# Semi-OT: Yao Ming and wife expecting a baby girl [Merged]



## Cornholio (Feb 13, 2005)

> The wife of NBA center Yao Ming is expecting their first child, sending netizens into a frenzy of hope for a new generation to lead China's basketball team in the future.
> 
> "The news that Ye Li is pregnant is true. Yao Ming and his wife would like to thank all those who are showing concern," Yao's China-based spokesman Zhang Chi said in a statement to leading portal Sina.com on Tuesday.
> 
> ...


http://www.nba.com/2010/news/01/04/yao.father.ap/index.html

Congrats to Yao and Ye! :cheers:


----------



## HB (May 1, 2004)

*Re: Semi-OT: Yao set to become a father for the first time*

Congrats, will they name the child Yee or Yoo?


----------



## OneBadLT123 (Oct 4, 2005)

*Re: Semi-OT: Yao set to become a father for the first time*

Yao gettin it on! Man, a 7'6 giant bangin a little chinese chick just gives me a funny mental image.

Congrats to Yao though, he's out for the year so a mans gotta do something.


----------



## Cornholio (Feb 13, 2005)

*Re: Semi-OT: Yao set to become a father for the first time*

^Little?

To Yao maybe, but she's 6' 2''.


----------



## BlakeJesus (Feb 1, 2006)

> BEIJING (AP) -- Houston Rockets star Yao Ming says he and his wife are having a baby girl, and excited Chinese fans have already posted photo mashups of the couple's faces online to predict what she'll look like.
> 
> A column in the China Daily newspaper first mentioned the news in passing Thursday, but it made the front page Saturday as fans sent Yao's comments whizzing through online forums.
> 
> ...


http://www.nba.com/2010/news/02/06/ming.baby.girl.ap/index.html?ls=iref:nbahpt2


----------



## OneBadLT123 (Oct 4, 2005)

*Re: Yao Ming and wife expecting a baby girl*

How can doctors predict how tall a baby will grow?


----------



## Ben (Nov 7, 2006)

*Re: Yao Ming and wife expecting a baby girl*

Yao must have ****ing destroyed that woman.

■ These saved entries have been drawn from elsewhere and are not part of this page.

use std::io;
use std::path::{Path, PathBuf};

/// Error that occurs when reading a file as text fails.
#[derive(Debug, thiserror::Error)]
#[error("failed to read file `{path}`: {source}")]
pub struct FileReadError {
    pub path: PathBuf,
    #[source]
    pub source: io::Error,
}

/// Reads the file at the given path into a whitespace-trimmed string.
///
/// # Errors
///
/// Returns a [`FileReadError`] if the file cannot be opened or read.
///
/// # Example
/// ```no_run
/// # use hostfacts::fsutil;
/// let hostname = fsutil::read_trimmed("/etc/hostname")?;
/// # Ok::<(), fsutil::FileReadError>(())
/// ```
pub fn read_trimmed(path: impl AsRef<Path>) -> Result<String, FileReadError> {
    let path = path.as_ref();
    let content = std::fs::read_to_string(path).map_err(|source| FileReadError {
        path: path.to_path_buf(),
        source,
    })?;
    Ok(content.trim().to_owned())
}
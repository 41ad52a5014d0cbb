use std::sync::Arc;

use axum::Json;
use axum::extract::State;
use axum::response::{IntoResponse, Response};
use axum::routing::get;
use tokio::net::ToSocketAddrs;

use crate::local::LocalFacts;
use crate::snapshot;
use crate::source::Sources;

/// Shared collection context for the snapshot route.
#[derive(Clone)]
pub struct Collector {
    sources: Sources,
    local: Arc<dyn LocalFacts>,
}

impl Collector {
    pub fn new(sources: Sources, local: Arc<dyn LocalFacts>) -> Self {
        Self { sources, local }
    }
}

async fn get_snapshot(State(collector): State<Collector>) -> Response {
    let result = tokio::task::spawn_blocking(move || {
        snapshot::collect(&collector.sources, collector.local.as_ref())
    })
    .await;

    match result {
        Ok(snapshot) => (axum::http::StatusCode::OK, Json(snapshot)).into_response(),
        // an escaped panic in an extractor is a bug, not an expected condition
        Err(err) => {
            log::error!("snapshot collection failed: {}", err);
            (
                axum::http::StatusCode::INTERNAL_SERVER_ERROR,
                "snapshot unavailable",
            )
                .into_response()
        }
    }
}

pub struct APIServer {
    router: axum::Router,
}

impl APIServer {
    pub async fn new(collector: Collector) -> Self {
        let router = axum::Router::new()
            .route("/snapshot", get(get_snapshot))
            .with_state(collector);
        Self { router }
    }

    pub async fn listen(self, addr: impl ToSocketAddrs) {
        let listener = tokio::net::TcpListener::bind(addr)
            .await
            .expect("TCP Listener bind");
        axum::serve(listener, self.router.into_make_service())
            .await
            .unwrap()
    }
}
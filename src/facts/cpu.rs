//! Parsers for the CPU identity file and the aggregate CPU time counters.
//!
//! The identity file varies widely between architectures: x86 layouts carry
//! a `model name` field, while ARM and embedded layouts use `Hardware`,
//! `Processor`, or only `CPU implementer`. The parsers here accept the
//! known label spellings in order of preference and extract the value after
//! the first `:` or `=` separator.
//!
//! The utilization figure is computed from a single read of the cumulative
//! time counters. Because the counters accumulate since boot, the result is
//! the busy share of the whole uptime, not of a recent window; a true
//! recent-window rate needs two samples with a delay and a counter
//! difference between them.
//!
//! # Examples
//!
//! ```rust
//! use hostfacts::facts::cpu;
//!
//! let cpuinfo = "\
//! processor\t: 0
//! model name\t: Intel(R) Celeron(R) J4125 CPU @ 2.00GHz
//! ";
//! assert_eq!(
//!     cpu::parse_model(cpuinfo).as_deref(),
//!     Some("Intel(R) Celeron(R) J4125 CPU @ 2.00GHz")
//! );
//! assert_eq!(cpu::parse_count(cpuinfo), Some(1));
//! ```

/// Model-name labels accepted in the identity file, in order of preference.
/// The later entries cover ARM layouts that carry no `model name` field.
const MODEL_LABELS: [&str; 5] = [
    "model name",
    "hardware",
    "cpu model",
    "processor",
    "cpu implementer",
];

/// Extracts the CPU model string from identity-file text.
///
/// Labels are matched case-insensitively in the order of [`MODEL_LABELS`];
/// the value is the text after the first `:` or `=`, or the whole trimmed
/// line when no separator exists. Purely numeric values are skipped, since
/// those are per-core index entries rather than names.
///
/// # Returns
///
/// * `Some(model)` for the first usable label match.
/// * `None` when no label yields a value.
pub fn parse_model(cpuinfo: &str) -> Option<String> {
    for label in MODEL_LABELS {
        for line in cpuinfo.lines() {
            let Some(rest) = strip_label(line, label) else {
                continue;
            };
            let value = match rest.find([':', '=']) {
                Some(idx) if rest[..idx].trim().is_empty() => rest[idx + 1..].trim(),
                // the label was only a prefix of a longer word
                Some(_) => continue,
                None => line.trim(),
            };
            if value.is_empty() || value.chars().all(|c| c.is_ascii_digit()) {
                continue;
            }
            return Some(value.to_owned());
        }
    }
    None
}

/// Counts logical CPUs in identity-file text.
///
/// Counts lines that begin with `processor` followed by a separator or a
/// numeric index. When no such line exists, falls back to the leading
/// integer of a `CPU(s):` summary line.
///
/// # Returns
///
/// * `Some(count)` when either counting strategy succeeds.
/// * `None` when the text carries no processor information at all.
pub fn parse_count(cpuinfo: &str) -> Option<u64> {
    let entries = cpuinfo.lines().filter(|l| is_processor_entry(l)).count() as u64;
    if entries > 0 {
        return Some(entries);
    }

    cpuinfo.lines().find_map(|line| {
        let rest = strip_label(line, "cpu(s)")?;
        let value = rest.trim_start();
        let value = value.strip_prefix([':', '=']).unwrap_or(value).trim_start();
        let end = value
            .find(|c: char| !c.is_ascii_digit())
            .unwrap_or(value.len());
        value[..end].parse::<u64>().ok()
    })
}

/// Computes the busy percentage from aggregate CPU counter text.
///
/// Looks for the summary line whose first token is exactly `cpu` and reads
/// up to eight positional counters (user, nice, system, idle, iowait, irq,
/// softirq, steal); absent trailing fields default to 0. The result is
/// `busy / (busy + idle)` over the cumulative counters, clamped to
/// `[0, 100]`.
///
/// # Returns
///
/// * `Some(percent)` when the summary line parses and the counters are
///   non-zero.
/// * `None` when the line is absent, malformed, or all counters are zero.
pub fn parse_usage(stat: &str) -> Option<f64> {
    let line = stat
        .lines()
        .find(|l| l.split_whitespace().next() == Some("cpu"))?;

    let mut counters = [0u64; 8];
    for (slot, token) in counters.iter_mut().zip(line.split_whitespace().skip(1)) {
        *slot = token.parse().ok()?;
    }

    let [user, nice, system, idle, iowait, irq, softirq, steal] = counters;
    let busy = user + nice + system + irq + softirq + steal;
    let idle_total = idle + iowait;
    let total = busy + idle_total;
    if total == 0 {
        return None;
    }

    Some((busy as f64 / total as f64 * 100.0).clamp(0.0, 100.0))
}

/// Case-insensitively strips an ASCII label prefix from a trimmed line.
fn strip_label<'a>(line: &'a str, label: &str) -> Option<&'a str> {
    let line = line.trim();
    if line.len() < label.len() {
        return None;
    }
    if !line.as_bytes()[..label.len()].eq_ignore_ascii_case(label.as_bytes()) {
        return None;
    }
    Some(&line[label.len()..])
}

/// Returns true for per-core entry lines: `processor` followed by a
/// separator or a numeric index.
fn is_processor_entry(line: &str) -> bool {
    let Some(rest) = strip_label(line, "processor") else {
        return false;
    };
    match rest.trim_start().chars().next() {
        Some(':') | Some('=') => true,
        Some(c) => c.is_ascii_digit(),
        None => false,
    }
}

A 7'6" monster banging that?


----------



## Dissonance (Jul 21, 2004)

*Re: Yao Ming and wife expecting a baby girl*

Apparently, she played on chinese national women's team and is 6'3".


----------



## Ben (Nov 7, 2006)

*Re: Yao Ming and wife expecting a baby girl*










Still got over a foot height difference though. I can't imagine that.


----------



## Spaceman Spiff (Aug 2, 2006)

*Re: Yao Ming and wife expecting a baby girl*



FX™ said:


> Yao must have ****ing destroyed that woman. A 7'6" monster banging that?


Who's bigger.... Yao or Greg Oden!?


----------



## MeirToTheWise (Nov 9, 2005)

*Re: Yao Ming and wife expecting a baby girl*



OneBadLT123 said:


> How can doctors predict how tall a baby will grow?


I was wondering the same thing, haha. Nonetheless, I had no idea Yao was married, let alone having a baby girl, lol.


----------



## seifer0406 (Jun 8, 2003)

*Re: Yao Ming and wife expecting a baby girl*

That's gonna be a big kid.


----------



## Cornholio (Feb 13, 2005)

> Houston Rockets center Yao Ming recently returned to the United States. Great news for Rockets fans, but not so great for Chinese basketball fans.
> 
> You see, Yao's wife is pregnant. If she has her baby in the United States, that baby automatically becomes an American citizen. No biggie, except that Chinese law doesn't recognize dual citizenship.
> 
> As you can imagine, this upsets the Chinese.


http://sports.yahoo.com/nba/blog/ball_dont_lie/post/The-United-States-might-be-getting-a-little-more?urn=nba,225529


----------